Personal information
- Born: 19 August 1986 (age 39) Jeongeup, Jeonbuk, South Korea
- Height: 1.80 m (5 ft 11 in)
- Weight: 68 kg (150 lb)

Sport
- Country: South Korea
- Sport: Badminton
- Handedness: Right

Men's & mixed doubles
- Highest ranking: 1 (MD with Lee Yong-dae 14 August 2014) 11 (XD with Kim Min-jung)
- BWF profile

Medal record
Men's badminton
Representing South Korea
World Championships
| Silver medal – second place | 2011 London | Men's doubles |
| Silver medal – second place | 2014 Copenhagen | Men's doubles |
| Bronze medal – third place | 2015 Jakarta | Men's doubles |
Sudirman Cup
| Silver medal – second place | 2009 Guangzhou | Mixed team |
| Bronze medal – third place | 2011 Qingdao | Mixed team |
| Bronze medal – third place | 2015 Dongguan | Mixed team |
Thomas Cup
| Silver medal – second place | 2012 Wuhan | Men's team |
| Bronze medal – third place | 2016 Kunshan | Men's team |
Asian Games
| Gold medal – first place | 2014 Incheon | Men's team |
| Silver medal – second place | 2010 Guangzhou | Men's team |
| Silver medal – second place | 2014 Incheon | Men's doubles |
Asia Championships
| Gold medal – first place | 2010 New Delhi | Men's doubles |
| Gold medal – first place | 2014 Gimcheon | Men's doubles |
| Gold medal – first place | 2015 Wuhan | Men's doubles |
| Gold medal – first place | 2016 Wuhan | Men's doubles |
| Silver medal – second place | 2009 Suwon | Men's doubles |
| Silver medal – second place | 2009 Suwon | Mixed doubles |
| Silver medal – second place | 2010 New Delhi | Mixed doubles |
Asia Mixed Team Championships
| Silver medal – second place | 2017 Ho Chi Minh | Mixed team |
Asia Team Championships
| Bronze medal – third place | 2016 Hyderabad | Men's team |
Summer Universiade
| Gold medal – first place | 2007 Bangkok | Mixed doubles |
World Junior Championships
| Silver medal – second place | 2004 Richmond | Mixed team |
| Bronze medal – third place | 2004 Richmond | Boys' doubles |
Asian Junior Championships
| Silver medal – second place | 2004 Hwacheon | Boys' doubles |
| Silver medal – second place | 2004 Hwacheon | Mixed doubles |
| Silver medal – second place | 2004 Hwacheon | Boys' team |

= Yoo Yeon-seong =

South Korean badminton player (born 1986)
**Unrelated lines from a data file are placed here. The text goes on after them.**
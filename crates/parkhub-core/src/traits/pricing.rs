//! Pricing policy consumed by the settlement service.

use std::fmt;

/// Computes the charge for a stay.
///
/// `hold_units` is the number of started billing hours and is always at
/// least 1. Implementations must be pure and return a non-negative amount.
pub trait PricingStrategy: Send + Sync + fmt::Debug + 'static {
    /// Charge for `hold_units` billing hours.
    fn calculate(&self, hold_units: u64) -> f64;
}
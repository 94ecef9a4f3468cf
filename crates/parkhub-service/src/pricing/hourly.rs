//! Tiered hourly tariff.

use parkhub_core::config::PricingConfig;
use parkhub_core::traits::PricingStrategy;

/// Flat first hour, a middle tier, then a cheaper long-stay rate.
#[derive(Debug, Clone, PartialEq)]
pub struct HourlyPricing {
    config: PricingConfig,
}

impl HourlyPricing {
    pub fn new(config: PricingConfig) -> Self {
        Self { config }
    }
}

impl Default for HourlyPricing {
    fn default() -> Self {
        Self::new(PricingConfig::default())
    }
}

impl PricingStrategy for HourlyPricing {
    fn calculate(&self, hold_units: u64) -> f64 {
        let PricingConfig {
            first_hour,
            mid_rate,
            mid_hours,
            long_rate,
        } = self.config;

        let extra = hold_units.saturating_sub(1);
        let mid = extra.min(mid_hours);
        let long = extra - mid;

        first_hour + mid as f64 * mid_rate + long as f64 * long_rate
    }
}
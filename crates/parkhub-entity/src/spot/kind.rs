//! Physical spot kinds and which vehicles fit them.

use serde::{Deserialize, Serialize};
use std::fmt;

use crate::vehicle::VehicleType;

/// The physical kind of a parking spot.
#[derive(Debug, Clone, Copy, PartialEq, Eq, Hash, Serialize, Deserialize)]
#[serde(rename_all = "lowercase")]
pub enum SpotKind {
    /// Fits motorcycles only.
    Motorcycle,
    /// Fits cars and electric cars.
    Compact,
    /// Charging spot, electric cars only.
    Electric,
    /// Fits trucks and vans.
    Large,
}

impl SpotKind {
    /// Every spot kind, in a stable order.
    pub const ALL: [SpotKind; 4] = [Self::Motorcycle, Self::Compact, Self::Electric, Self::Large];

    /// Vehicle types this spot accepts.
    pub fn accepted(&self) -> &'static [VehicleType] {
        match self {
            Self::Motorcycle => &[VehicleType::Motorcycle],
            Self::Compact => &[VehicleType::Car, VehicleType::Electric],
            Self::Electric => &[VehicleType::Electric],
            Self::Large => &[VehicleType::Truck, VehicleType::Van],
        }
    }

    /// Whether a vehicle of the given type can park here.
    pub fn fits(&self, vehicle_type: VehicleType) -> bool {
        self.accepted().contains(&vehicle_type)
    }

    /// Return the kind as a lowercase string.
    pub fn as_str(&self) -> &'static str {
        match self {
            Self::Motorcycle => "motorcycle",
            Self::Compact => "compact",
            Self::Electric => "electric",
            Self::Large => "large",
        }
    }
}

impl fmt::Display for SpotKind {
    fn fmt(&self, f: &mut fmt::Formatter<'_>) -> fmt::Result {
        write!(f, "{}", self.as_str())
    }
}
Yoo Yeon-seong (/ko/; born 19 August 1986) is a South Korean professional badminton player.

He specializes in doubles events and was formerly ranked No. 1 worldwide with his former partner, Lee Yong Dae for 117 consecutive weeks between 2014 and 2016. The two also competed at the 2012 Summer Olympics. For a long time he played mixed doubles with Kim Min-jung, but later switched partners to play with Chang Ye-na, starting in 2011. Starting in late 2013, his men's doubles partner was Lee Yong-dae. Together, they reached a world ranking of No.1 in August 2014.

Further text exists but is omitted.